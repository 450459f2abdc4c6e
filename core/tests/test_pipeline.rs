// # 📂 `tests/test_pipeline.rs`

// * ✅ passphrase round trip and wrong passphrase
// * ✅ signed + compressed large payload
// * ✅ empty payload through every stage
// * ✅ header survives the record unchanged
// * ✅ chunking under a small chunk size
// * ✅ validity window overflow
// * ✅ property: round trip over payloads and compression choices

#[cfg(test)]
mod tests {
    use std::time::Duration;

    use proptest::prelude::*;

    use pqseal_core::config::MessageConfig;
    use pqseal_core::crypto::{KdfCost, PrivateKey};
    use pqseal_core::encryption::{DerivedEncrypter, PassphraseEncrypter};
    use pqseal_core::message::{DecryptOptions, FileInfo, IncomingMessage, MessageBuilder, Verification};
    use pqseal_core::scheme::Schemes;
    use pqseal_core::telemetry::Stage;

    // ------------------------------------------------------------
    // Helpers
    // ------------------------------------------------------------
    fn fast_kdf() -> MessageConfig {
        MessageConfig {
            kdf: "SCRYPT".into(),
            kdf_cost: Some(KdfCost::Scrypt { log_n: 4, r: 8, p: 1 }),
            ..MessageConfig::default()
        }
    }

    fn signing_key(schemes: &Schemes) -> PrivateKey {
        PrivateKey::generate_signing(&schemes.signature.by_name("ED25519").unwrap())
    }

    #[test]
    fn passphrase_round_trip() -> anyhow::Result<()> {
        let schemes = Schemes::standard();
        let enc = PassphraseEncrypter::with_config(&schemes, &fast_kdf(), "correct horse")?;
        let (record, encoded) = MessageBuilder::new(&schemes).encrypt(enc).build(&b"hello"[..])?.encode_to_vec()?;
        assert!(encoded.header.is_encrypted());
        assert!(encoded.auth.tag.is_some());

        let incoming = IncomingMessage::decode(&record[..], &schemes)?;
        assert_eq!(incoming.header(), &encoded.header);
        let options = DecryptOptions::new().passphrase("correct horse".to_string());
        let (plain, opened) = incoming.decrypt_to_vec(options)?;
        assert_eq!(plain, b"hello");
        assert_eq!(opened.verification, Verification::Unsigned);
        assert_eq!(opened.auth, encoded.auth);
        Ok(())
    }

    #[test]
    fn wrong_passphrase_is_a_tag_mismatch() {
        let schemes = Schemes::standard();
        let enc = PassphraseEncrypter::with_config(&schemes, &fast_kdf(), "correct horse").unwrap();
        let (record, _) = MessageBuilder::new(&schemes).encrypt(enc).build(&b"hello"[..]).unwrap().encode_to_vec().unwrap();

        let incoming = IncomingMessage::decode(&record[..], &schemes).unwrap();
        let err = incoming.decrypt_to_vec(DecryptOptions::new().passphrase("wrong".to_string())).unwrap_err();
        assert!(err.is_tag_mismatch(), "unexpected error: {err}");
    }

    #[test]
    fn large_signed_compressed_message_shrinks() -> anyhow::Result<()> {
        let schemes = Schemes::standard();
        let key = signing_key(&schemes);
        let issuer = key.public_key().clone();
        let payload: Vec<u8> = b"lorem ipsum dolor sit amet ".iter().copied().cycle().take(1 << 20).collect();

        let (record, encoded) = MessageBuilder::new(&schemes)
            .sign(key)
            .expires_in(Duration::from_secs(3600))
            .compress("zstd", Some(3))
            .build(&payload[..])?
            .encode_to_vec()?;
        assert!(record.len() < payload.len() / 10);
        assert_eq!(encoded.telemetry.bytes_plaintext, payload.len() as u64);
        assert!(encoded.telemetry.compression_ratio < 0.1);
        assert!(encoded.telemetry.has_all_stages(&[Stage::Sign, Stage::Compress, Stage::Encode]));

        let incoming = IncomingMessage::decode(&record[..], &schemes)?;
        let (plain, opened) = incoming.decrypt_to_vec(DecryptOptions::new().issuer(issuer.clone()))?;
        assert_eq!(plain, payload);
        match opened.verification {
            Verification::Verified { issuer: fp, created, expires } => {
                assert_eq!(fp, issuer.fingerprint());
                assert_eq!(Some(created + 3600), expires);
            }
            other => panic!("expected verified, got {other:?}"),
        }
        Ok(())
    }

    #[test]
    fn empty_payload_round_trips_through_every_stage() -> anyhow::Result<()> {
        let schemes = Schemes::standard();
        let key = signing_key(&schemes);
        let issuer = key.public_key().clone();
        let secret = [9u8; 32];
        let (record, encoded) = MessageBuilder::new(&schemes)
            .sign(key)
            .compress("gzip", None)
            .encrypt(DerivedEncrypter::new(&schemes, &secret)?)
            .build(&b""[..])?
            .encode_to_vec()?;
        assert_eq!(encoded.telemetry.bytes_plaintext, 0);

        let options = DecryptOptions::new().derived_key(&secret).issuer(issuer);
        let (plain, opened) = IncomingMessage::decode(&record[..], &schemes)?.decrypt_to_vec(options)?;
        assert!(plain.is_empty());
        assert!(opened.verification.is_verified());
        Ok(())
    }

    #[test]
    fn file_info_and_time_travel_in_the_header() -> anyhow::Result<()> {
        let schemes = Schemes::standard();
        let file = FileInfo::new("report.pdf").with_times(1_700_000_000, 1_700_000_100);
        let (record, _) = MessageBuilder::new(&schemes)
            .file(file.clone())
            .time(1_700_000_200)
            .build(&b"%PDF"[..])?
            .encode_to_vec()?;

        let incoming = IncomingMessage::decode(&record[..], &schemes)?;
        assert_eq!(incoming.header().file, file);
        assert_eq!(incoming.header().time, 1_700_000_200);
        assert!(!incoming.header().is_signed());
        let (plain, _) = incoming.decrypt_to_vec(DecryptOptions::new())?;
        assert_eq!(plain, b"%PDF");
        Ok(())
    }

    #[test]
    fn small_chunks_split_the_body() -> anyhow::Result<()> {
        let schemes = Schemes::standard();
        let payload = vec![0x5au8; 5_000];
        let (record, encoded) = MessageBuilder::new(&schemes)
            .chunk_size(512)
            .encrypt(DerivedEncrypter::new(&schemes, &[1u8; 32])?)
            .build(&payload[..])?
            .encode_to_vec()?;
        assert_eq!(encoded.telemetry.chunks, 10);
        assert_eq!(encoded.telemetry.output_bytes(), record.len() as u64);

        let options = DecryptOptions::new().derived_key(&[1u8; 32]);
        let (plain, opened) = IncomingMessage::decode(&record[..], &schemes)?.decrypt_to_vec(options)?;
        assert_eq!(plain, payload);
        assert_eq!(opened.telemetry.chunks, 10);
        assert_eq!(opened.telemetry.bytes_plaintext, 5_000);
        Ok(())
    }

    #[test]
    fn chunk_size_out_of_range_is_rejected_at_build() {
        let schemes = Schemes::standard();
        let err = MessageBuilder::new(&schemes).chunk_size(16).build(&b"x"[..]).err().unwrap();
        assert_eq!(err.class(), pqseal_core::types::ErrorClass::Configuration);
    }

    #[test]
    fn validity_overflowing_the_timestamp_is_rejected_at_build() {
        let schemes = Schemes::standard();
        let err = MessageBuilder::new(&schemes)
            .sign(signing_key(&schemes))
            .time(1_000)
            .expires_in(Duration::MAX)
            .build(&b"x"[..])
            .err()
            .unwrap();
        assert_eq!(err.class(), pqseal_core::types::ErrorClass::Configuration);

        let err = MessageBuilder::new(&schemes)
            .sign(signing_key(&schemes))
            .time(i64::MAX - 10)
            .expires_in(Duration::from_secs(11))
            .build(&b"x"[..])
            .err()
            .unwrap();
        assert_eq!(err.class(), pqseal_core::types::ErrorClass::Configuration);
    }

    fn compression_choice() -> impl Strategy<Value = Option<(&'static str, Option<i32>)>> {
        prop_oneof![
            Just(None),
            Just(Some(("ZSTD", None))),
            Just(Some(("ZSTD", Some(19)))),
            Just(Some(("LZ4", None))),
            Just(Some(("DEFLATE", Some(1)))),
            Just(Some(("GZIP", Some(9)))),
        ]
    }

    proptest! {
        #![proptest_config(ProptestConfig::with_cases(24))]

        #[test]
        fn round_trip_over_payloads_and_codecs(
            payload in proptest::collection::vec(any::<u8>(), 0..6_000),
            compression in compression_choice(),
            chunk_size in 512usize..2_048,
        ) {
            let schemes = Schemes::standard();
            let key = [3u8; 32];
            let mut builder = MessageBuilder::new(&schemes)
                .chunk_size(chunk_size)
                .encrypt(DerivedEncrypter::new(&schemes, &key).unwrap());
            if let Some((name, level)) = compression {
                builder = builder.compress(name, level);
            }
            let (record, _) = builder.build(&payload[..]).unwrap().encode_to_vec().unwrap();

            let incoming = IncomingMessage::decode(&record[..], &schemes).unwrap();
            prop_assert_eq!(incoming.header().is_compressed(), compression.is_some());
            let (plain, _) = incoming.decrypt_to_vec(DecryptOptions::new().derived_key(&key)).unwrap();
            prop_assert_eq!(plain, payload);
        }
    }
}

..........

**Exercise instructions**
Nothing beyond the lines from the start of the entries through the line with "assert!(encoded.auth.tag.is_some());" should appear. Repeat those lines exactly, both ends included.

**Response to the exercise**
repository 450459f2abdc4c6e
filename core/tests/test_pipeline.rs
// # 📂 `tests/test_pipeline.rs`

// * ✅ passphrase round trip and wrong passphrase
// * ✅ signed + compressed large payload
// * ✅ empty payload through every stage
// * ✅ header survives the record unchanged
// * ✅ chunking under a small chunk size
// * ✅ validity window overflow
// * ✅ property: round trip over payloads and compression choices

#[cfg(test)]
mod tests {
    use std::time::Duration;

    use proptest::prelude::*;

    use pqseal_core::config::MessageConfig;
    use pqseal_core::crypto::{KdfCost, PrivateKey};
    use pqseal_core::encryption::{DerivedEncrypter, PassphraseEncrypter};
    use pqseal_core::message::{DecryptOptions, FileInfo, IncomingMessage, MessageBuilder, Verification};
    use pqseal_core::scheme::Schemes;
    use pqseal_core::telemetry::Stage;

    // ------------------------------------------------------------
    // Helpers
    // ------------------------------------------------------------
    fn fast_kdf() -> MessageConfig {
        MessageConfig {
            kdf: "SCRYPT".into(),
            kdf_cost: Some(KdfCost::Scrypt { log_n: 4, r: 8, p: 1 }),
            ..MessageConfig::default()
        }
    }

    fn signing_key(schemes: &Schemes) -> PrivateKey {
        PrivateKey::generate_signing(&schemes.signature.by_name("ED25519").unwrap())
    }

    #[test]
    fn passphrase_round_trip() -> anyhow::Result<()> {
        let schemes = Schemes::standard();
        let enc = PassphraseEncrypter::with_config(&schemes, &fast_kdf(), "correct horse")?;
        let (record, encoded) = MessageBuilder::new(&schemes).encrypt(enc).build(&b"hello"[..])?.encode_to_vec()?;
        assert!(encoded.header.is_encrypted());
        assert!(encoded.auth.tag.is_some());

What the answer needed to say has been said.